TikTok has announced a $200 million Creator Fund for US creators to supplement their earnings.
The TikTok Creator Fund will help “eligible” creators earn a livelihood, according to TikTok’s pitch. Eligible applicants must be 18 years or older, have a baseline number of followers, and consistently posting original content. That baseline number of followers is not defined in TikTok’s announcement.
TikTok says it will begin accepting applications from US creators starting next month. This comes on top of the company announcing a hiring spree of 10,000 new employees in the United States. TikTok will begin distributing the $200 million in capital to its eligible applicants over the next year.
The move is an interesting one since TikTok is facing mounting pressure from the US government. Branches of the military have banned TikTok from government phones, while White House advisor Peter Navarro calls TikTok CEO Kevin Mayer an “American puppet.” Secretary of State Mike Pompeo has signaled a TikTok ban is something the US is “looking at” doing.
The TikTok Creator Fund starts with $200 million, though TikTok says that figure will increase over time.
The official TikTok blog post making the announcement does not detail how the funds will be distributed. It also shares no details on how much individual creators may earn from the fund. TikTok already helps its creator’s sign brand partnerships and sponsorship deals, but direct payments to creators is a new move.
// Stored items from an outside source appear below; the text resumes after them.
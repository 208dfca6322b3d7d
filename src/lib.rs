//! Sequential multi-profile fingerprint sampling.
//!
//! For each profile in a fixed table the pipeline spoofs the runtime's
//! timezone and languages, gathers every signal concurrently, assembles a
//! flat sample, pauses, and moves on. The finished batch is posted to a
//! collection endpoint in one request.
//!
//! ```rust
//! # async fn run() -> fp_sampler::Result<()> {
//! use fp_sampler::runtime::EmulatedRuntime;
//! use fp_sampler::{Sampler, SamplerConfig};
//! use std::sync::Arc;
//!
//! let mut sampler = Sampler::new(SamplerConfig::default(), Arc::new(EmulatedRuntime::default()))?;
//! let outcome = sampler.collect_and_submit().await;
//! # let _ = outcome;
//! # Ok(())
//! # }
//! ```

pub mod assembler;
#[cfg(feature = "cdp")]
pub mod cdp;
pub mod config;
pub mod controller;
pub mod error;
pub mod profiles;
pub mod runtime;
mod sampler;
pub mod session;
pub mod signals;
pub mod spoofer;
pub mod submit;

pub use assembler::{Batch, Sample};
pub use config::SamplerConfig;
pub use controller::{CollectionController, ControllerState};
pub use error::{Result, SamplerError};
pub use profiles::{Profile, ProfileTable};
pub use sampler::Sampler;
pub use session::SessionContext;
pub use submit::{SubmissionClient, SubmissionOutcome, SubmissionStatus};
“Through the TikTok Creator fund, our creators will be able to realize additional earnings that reflect the time, care, and dedication they put into creatively connecting with an audience that’s inspired by their ideas,” the official blog post reads.
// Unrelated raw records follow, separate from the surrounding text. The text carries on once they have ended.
//! Single-attempt delivery of a batch to the collection endpoint.

use crate::assembler::Batch;
use crate::error::Result;
use serde::{Deserialize, Serialize};
use std::time::Duration;
use url::Url;

#[derive(Debug, Clone, Copy, PartialEq, Eq, Serialize, Deserialize)]
#[serde(rename_all = "lowercase")]
pub enum SubmissionStatus {
    Success,
    Error,
}

/// Terminal result of a pipeline run.
#[derive(Debug, Clone, PartialEq, Eq, Serialize, Deserialize)]
pub struct SubmissionOutcome {
    pub status: SubmissionStatus,
    pub message: String,
}

impl SubmissionOutcome {
    pub fn success(message: impl Into<String>) -> Self {
        Self {
            status: SubmissionStatus::Success,
            message: message.into(),
        }
    }

    pub fn error(message: impl Into<String>) -> Self {
        Self {
            status: SubmissionStatus::Error,
            message: message.into(),
        }
    }

    pub fn is_success(&self) -> bool {
        self.status == SubmissionStatus::Success
    }
}

#[derive(Debug, Default, Deserialize)]
#[serde(default)]
struct ServerReply {
    message: Option<String>,
}

/// Posts a batch as a JSON array and classifies the reply.
///
/// - no response: `network error: <cause>`
/// - non-2xx: `Server Error (<code>): <body message or reason phrase>`
/// - 2xx: the body message, or the reason phrase when there is none
///
/// There are no retries; callers re-run the whole pipeline instead.
#[derive(Debug, Clone)]
pub struct SubmissionClient {
    http: reqwest::Client,
    endpoint: Url,
}

impl SubmissionClient {
    pub fn new(endpoint: Url, request_timeout: Duration) -> Result<Self> {
        let http = reqwest::Client::builder().timeout(request_timeout).build()?;
        Ok(Self { http, endpoint })
    }

    pub fn endpoint(&self) -> &Url {
        &self.endpoint
    }

    pub async fn submit(&self, batch: &Batch) -> SubmissionOutcome {
        tracing::debug!(endpoint = %self.endpoint, samples = batch.len(), "submitting batch");

        let response = match self
            .http
            .post(self.endpoint.clone())
            .json(batch)
            .send()
            .await
        {
            Ok(response) => response,
            Err(e) => {
                let cause = anyhow::Error::from(e);
                tracing::warn!("submission failed before a response: {:#}", cause);
                return SubmissionOutcome::error(format!("network error: {:#}", cause));
            }
        };

        let status = response.status();
        let reason = status.canonical_reason().unwrap_or("Unknown Status");
        let message = match response.text().await {
            Ok(body) => serde_json::from_str::<ServerReply>(&body)
                .ok()
                .and_then(|reply| reply.message),
            Err(e) => {
                tracing::debug!("failed to read response body: {}", e);
                None
            }
        };

        if status.is_success() {
            let outcome = SubmissionOutcome::success(message.as_deref().unwrap_or(reason));
            tracing::info!(status = status.as_u16(), reply = %outcome.message, "batch accepted");
            outcome
        } else {
            let outcome = SubmissionOutcome::error(format!(
                "Server Error ({}): {}",
                status.as_u16(),
                message.as_deref().unwrap_or(reason)
            ));
            tracing::warn!(status = status.as_u16(), reply = %outcome.message, "batch rejected");
            outcome
        }
    }
}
TikTok currently employs around 1,400 people in the United States. It recently opened offices in Los Angeles and Times Square to help expand its US operations. The app has achieved over 2 billion global downloads, with an estimated 26 million MAUs in the US.
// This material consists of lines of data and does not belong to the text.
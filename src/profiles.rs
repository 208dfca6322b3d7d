//! Spoofing profiles: the ordered table of (timezone, language tags) pairs
//! applied one per collection iteration.
//!
//! # Example
//!
//! ```rust
//! use fp_sampler::profiles::{Profile, ProfileTable};
//!
//! let table = ProfileTable::new(vec![
//!     Profile::new("01_Irish", "Europe/Dublin", ["en-IE", "en"]),
//!     Profile::new("02_Berlin", "Europe/Berlin", ["de-DE"]),
//! ])
//! .expect("should accept profiles");
//! assert_eq!(table.len(), 2);
//! ```

use crate::error::{Result, SamplerError};
use serde::{Deserialize, Serialize};
use std::collections::HashSet;
use std::fmt;

/// One locale/timezone identity applied before a single sample is taken.
#[derive(Debug, Clone, PartialEq, Eq, Serialize, Deserialize)]
#[serde(deny_unknown_fields)]
pub struct Profile {
    /// Unique label, reported as `label_type` on the sample
    pub label: String,
    /// IANA zone id, e.g. `Europe/Dublin`
    pub timezone: String,
    /// Locale tags, primary first
    pub languages: Vec<String>,
}

impl Profile {
    pub fn new<I, S>(label: impl Into<String>, timezone: impl Into<String>, languages: I) -> Self
    where
        I: IntoIterator<Item = S>,
        S: Into<String>,
    {
        Self {
            label: label.into(),
            timezone: timezone.into(),
            languages: languages.into_iter().map(Into::into).collect(),
        }
    }

    /// The tag reported as `navigator.language`.
    pub fn primary_language(&self) -> &str {
        self.languages.first().map(String::as_str).unwrap_or_default()
    }
}

impl fmt::Display for Profile {
    fn fmt(&self, f: &mut fmt::Formatter<'_>) -> fmt::Result {
        write!(
            f,
            "{} ({}, {})",
            self.label,
            self.timezone,
            self.languages.join(",")
        )
    }
}

/// Validated, ordered profile table. Defines the iteration count and order.
#[derive(Debug, Clone, PartialEq, Eq, Serialize, Deserialize)]
#[serde(try_from = "Vec<Profile>", into = "Vec<Profile>")]
pub struct ProfileTable {
    profiles: Vec<Profile>,
}

impl ProfileTable {
    /// Build a table, rejecting empty tables, duplicate labels and profiles
    /// with a blank timezone or no language tags.
    pub fn new(profiles: Vec<Profile>) -> Result<Self> {
        if profiles.is_empty() {
            return Err(SamplerError::InvalidProfiles(
                "at least one profile is required".into(),
            ));
        }

        let mut seen = HashSet::new();
        for profile in &profiles {
            if !seen.insert(profile.label.as_str()) {
                return Err(SamplerError::InvalidProfiles(format!(
                    "duplicate label '{}'",
                    profile.label
                )));
            }
            if profile.timezone.trim().is_empty() {
                return Err(SamplerError::InvalidProfiles(format!(
                    "profile '{}' has no timezone",
                    profile.label
                )));
            }
            if profile.languages.is_empty() {
                return Err(SamplerError::InvalidProfiles(format!(
                    "profile '{}' has no language tags",
                    profile.label
                )));
            }
            if let Some(pos) = profile.languages.iter().position(|tag| tag.trim().is_empty()) {
                return Err(SamplerError::InvalidProfiles(format!(
                    "profile '{}' has a blank language tag at position {}",
                    profile.label, pos
                )));
            }
        }

        Ok(Self { profiles })
    }

    /// The regional launcher table: one profile per target market.
    pub fn geo() -> Self {
        Self {
            profiles: vec![
                Profile::new("01_Irish_Base", "Europe/Dublin", ["en-IE"]),
                Profile::new("02_US_Mismatch", "America/New_York", ["en-US"]),
                Profile::new("03_UK_Overlap", "Europe/London", ["en-GB"]),
                Profile::new("04_German_EU", "Europe/Berlin", ["de-DE"]),
                Profile::new("05_French_EU", "Europe/Paris", ["fr-FR"]),
            ],
        }
    }

    pub fn len(&self) -> usize {
        self.profiles.len()
    }

    pub fn is_empty(&self) -> bool {
        self.profiles.is_empty()
    }

    pub fn iter(&self) -> std::slice::Iter<'_, Profile> {
        self.profiles.iter()
    }

    pub fn as_slice(&self) -> &[Profile] {
        &self.profiles
    }
}

/// The anchor table: a Dublin baseline followed by single-surface mismatches.
impl Default for ProfileTable {
    fn default() -> Self {
        Self {
            profiles: vec![
                Profile::new("01_Default_Base_Anchor", "Europe/Dublin", ["en-GB"]),
                Profile::new("02_Spoof_US_TZ_Mismatch", "America/New_York", ["en-IE"]),
                Profile::new("03_Spoof_Culture_ES", "Europe/Dublin", ["es-ES"]),
                Profile::new("04_Spoof_Generic_UTC", "UTC", ["en"]),
                Profile::new("05_Spoof_Zoom_Proxy", "Europe/Dublin", ["en-US"]),
            ],
        }
    }
}

impl TryFrom<Vec<Profile>> for ProfileTable {
    type Error = SamplerError;

    fn try_from(profiles: Vec<Profile>) -> Result<Self> {
        Self::new(profiles)
    }
}

impl From<ProfileTable> for Vec<Profile> {
    fn from(table: ProfileTable) -> Self {
        table.profiles
    }
}

impl<'a> IntoIterator for &'a ProfileTable {
    type Item = &'a Profile;
    type IntoIter = std::slice::Iter<'a, Profile>;

    fn into_iter(self) -> Self::IntoIter {
        self.profiles.iter()
    }
}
Lawmakers are concerned that the growing number of US TikTok users is exposing piles of critical data. TikTok insists it does not share data with the Chinese government. Instead, the company says it stores US data in the United States and Singapore. Earlier this week, House lawmakers voted to bar federal employees from using TikTok on government devices.
TikTok’s newly launched hiring spree and Creator Fund are aimed at making it harder for US officials to dump the app. A ban could result in some ugly headlines for the Trump administration if jobs are lost. Elsewhere, India has already banned TikTok, with Pakistan likely to follow.